Sourcing Venture Capital
7 Laws for Everyone Who Wants to Fund a Business
As many first-time entrepreneurs know, or have recently found out, obtaining a traditional bank loan to start a home business is far from easy these days. Finding money to get everything off the ground is without a doubt the biggest challenge: from forming a business entity to hiring personnel and renting an office space, everything you need to make your dream come true demands a certain kind of investment.
Unless you’re sufficiently wealthy enough to provide that investment, you’re going to have to look for it. Fortunately, it’s 2019, and there are many options for you to choose from; you just need to follow certain principles, or laws, to be successful.
Let’s see what these laws are and how they can impact your investment-related decisions.
Law #1: Use Crowdfunding Platforms
This is a relatively new and exciting way to raise money for your new business. You put your idea on the Internet and ask people to donate funds so you can go ahead and launch the business.
In recent years, a number of really good crowdsourcing sites have appeared, and have become very popular. For example, you’ve probably heard about Kickstarter (more than 137,000 idea were funded there), but there are also Fundable, Indiegogo, Fundly, and RocketHub. Visit these platforms to see what they can offer you.
Law #2: Find an Angel Investor
Have you heard about angel investors? These are people who are willing to invest their own money into any business (assuming they like the business idea, of course). Typically, they are high-net worth persons with experience in a particular industry. Angel investors are behind well-known companies like Google and Yahoo, and their popularity among entrepreneurs and the public increases rapidly.
To explore this option, conduct an Internet search for local angels and contact them with basic information about your future business. To get attention from angel investors, you need to apply some serious effort. You may have to write a presentation and make a video for them to present your idea in a unique way, but all the effort will be completely worth it.
Also, be aware that the deals with them will require you to give them some share of equity in your company, which is fair, because they will provide the funding.
They can be found at platforms like Angel Capital Association, AngelList and FlashFunders.
Law #3: Use Venture Capital Companies
Venture capital firms are corporations that make thoroughly considered investments in startups. They prioritize the startups that show a high potential for providing great profit, so do your best to impress them.
A significant advantage of this option is that venture capitalists have a lot of money to give, much more than any loan from a bank. This could be great if your idea requires significant investment. On the other hand, they are highly selective with the investments, which makes acquiring money from them extremely difficult.
Law #4: Consider Microloans
These are small, short-term loans with a low-interest rate given to new businesses. For example, microlending organizations typically offer loans between $500 and $50,000, which could be sufficient to cover the start of your business.
Accion and Opportunity Fund are two well-known organizations giving microloans.
Law #5: Personal Connections and Family Still Count
Many experienced entrepreneurs say that one should try to get money from family or friends before going to banks, angel, and startup accelerators. Why? Because these people will not try to get involved in your operation and are open to spreading the word within their networks. As a result, you will have maximum control over your business.

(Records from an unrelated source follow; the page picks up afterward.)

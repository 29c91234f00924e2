//! CLI argument definitions

use clap::{Args, Parser, Subcommand, ValueEnum};
use linkrank_core::DeadEndPolicy;
use std::path::PathBuf;

#[derive(Parser)]
#[command(name = "linkrank")]
#[command(
    author,
    version,
    about = "Estimate the PageRank of pages in a link graph"
)]
pub struct Cli {
    #[command(subcommand)]
    pub command: Commands,

    /// Output format
    #[arg(long, global = true, value_enum, default_value = "cli")]
    pub format: OutputFormat,

    /// Configuration file (defaults to the user config directory)
    #[arg(long, global = true, env = "LINKRANK_CONFIG")]
    pub config: Option<PathBuf>,

    /// Verbose output
    #[arg(short, long, global = true)]
    pub verbose: bool,
}

#[derive(Subcommand)]
pub enum Commands {
    /// Show node, edge, dead-end and diameter statistics
    Stats(GraphArgs),

    /// Estimate PageRank through random walks
    Walk(WalkArgs),

    /// Estimate PageRank through probability distributions
    Distribution(DistributionArgs),

    /// Run both estimators and compare them
    Compare(CompareArgs),
}

#[derive(Args)]
pub struct GraphArgs {
    /// Edge list file, one `source target` pair per line
    pub file: PathBuf,

    /// Count repeated links separately instead of merging them
    #[arg(long)]
    pub multigraph: bool,
}

#[derive(Args)]
pub struct RunArgs {
    /// What walkers and probability mass do at pages without links
    #[arg(long, value_enum)]
    pub dead_end: Option<DeadEndArg>,

    /// Run on a single thread
    #[arg(long)]
    pub serial: bool,

    /// Number of top pages to show
    #[arg(short = 'n', long)]
    pub top: Option<usize>,
}

#[derive(Args)]
pub struct WalkParams {
    /// Number of random walks (default: nodes squared)
    #[arg(long)]
    pub walks: Option<u64>,

    /// Links followed per walk (default: twice the diameter)
    #[arg(long)]
    pub steps: Option<usize>,

    /// Random seed
    #[arg(long)]
    pub seed: Option<u64>,
}

#[derive(Args)]
pub struct DistributionParams {
    /// Propagation iterations (default: twice the diameter)
    #[arg(long)]
    pub iterations: Option<usize>,
}

#[derive(Args)]
pub struct WalkArgs {
    #[command(flatten)]
    pub graph: GraphArgs,

    #[command(flatten)]
    pub walk: WalkParams,

    #[command(flatten)]
    pub run: RunArgs,

    /// Write the full ranking to this file
    #[arg(short, long)]
    pub output: Option<PathBuf>,
}

#[derive(Args)]
pub struct DistributionArgs {
    #[command(flatten)]
    pub graph: GraphArgs,

    #[command(flatten)]
    pub distribution: DistributionParams,

    #[command(flatten)]
    pub run: RunArgs,

    /// Write the full ranking to this file
    #[arg(short, long)]
    pub output: Option<PathBuf>,
}

#[derive(Args)]
pub struct CompareArgs {
    #[command(flatten)]
    pub graph: GraphArgs,

    #[command(flatten)]
    pub walk: WalkParams,

    #[command(flatten)]
    pub distribution: DistributionParams,

    #[command(flatten)]
    pub run: RunArgs,
}

#[derive(Clone, Copy, PartialEq, Eq, ValueEnum)]
pub enum DeadEndArg {
    Teleport,
    Stay,
}

impl From<DeadEndArg> for DeadEndPolicy {
    fn from(arg: DeadEndArg) -> Self {
        match arg {
            DeadEndArg::Teleport => DeadEndPolicy::Teleport,
            DeadEndArg::Stay => DeadEndPolicy::Stay,
        }
    }
}

#[derive(Clone, Copy, PartialEq, Eq, ValueEnum)]
pub enum OutputFormat {
    Cli,
    Plain,
    Json,
    Csv,
}
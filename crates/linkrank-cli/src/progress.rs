//! Progress reporting on stderr

use linkrank_core::ProgressSink;
use std::io::{self, IsTerminal, Write};
use std::sync::atomic::{AtomicU64, Ordering};

/// Percentage progress line for estimator runs.
///
/// Only draws when stderr is a terminal; the counters are atomic because
/// parallel walks report from several threads.
pub struct ProgressReporter {
    label: String,
    total: AtomicU64,
    processed: AtomicU64,
    shown_pct: AtomicU64,
    enabled: bool,
}

impl ProgressReporter {
    pub fn new(label: &str) -> Self {
        Self {
            label: label.to_string(),
            total: AtomicU64::new(0),
            processed: AtomicU64::new(0),
            shown_pct: AtomicU64::new(0),
            enabled: io::stderr().is_terminal(),
        }
    }

    fn render(&self, pct: u64) {
        eprint!("\r{:<40} {:>3}%", self.label, pct);
        io::stderr().flush().ok();
    }
}

impl ProgressSink for ProgressReporter {
    fn start(&self, total: u64) {
        self.total.store(total, Ordering::Relaxed);
        if self.enabled {
            self.render(0);
        }
    }

    fn inc(&self, delta: u64) {
        let done = self.processed.fetch_add(delta, Ordering::Relaxed) + delta;
        if !self.enabled {
            return;
        }
        let total = self.total.load(Ordering::Relaxed).max(1);
        let pct = (done * 100 / total).min(100);
        if pct > self.shown_pct.fetch_max(pct, Ordering::Relaxed) {
            self.render(pct);
        }
    }

    fn finish(&self) {
        if self.enabled {
            eprintln!(
                "\r{:<40} done ({}/{})",
                self.label,
                self.processed.load(Ordering::Relaxed),
                self.total.load(Ordering::Relaxed)
            );
        }
    }
}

Need proof? One of the biggest names that can be mentioned here is Sir Richard Branson, who borrowed money from his aunt Joyce to start Virgin Money and take his business to another level by opening Virgin Records. Her money really helped him when he needed it the most, and he was able to advance his career. P.S. He repaid the money with interest.
Law #6: Don’t Forget About the Conventional Way
Keep in mind that you can always turn to an established banking institution and obtain a loan. The main advantage of this method is that a conventional loan is very reliable and relatively easy to find.
However, keep in mind that they are slow to fulfill, and may potentially cause you to fall behind competition with similar ideas. Review all contracts thoroughly before you sign anything.
Law #7: Explore SBA Options
If you’re based in the U.S., you may want to look at what the Small Business Administration (SBA) has to offer. It provides different loan types to help entrepreneurs get started. The list of loans can be reviewed on their Fund Your Business page (https://www.sba.gov/business-guide/plan/fund-your-business).
If you’re looking to get into the business scene, the prospect of sourcing capital can seem a bit overwhelming. However, if you follow the laws described above, you’ll have a decent number of options to choose from Business Fundingand will make a great year for your business.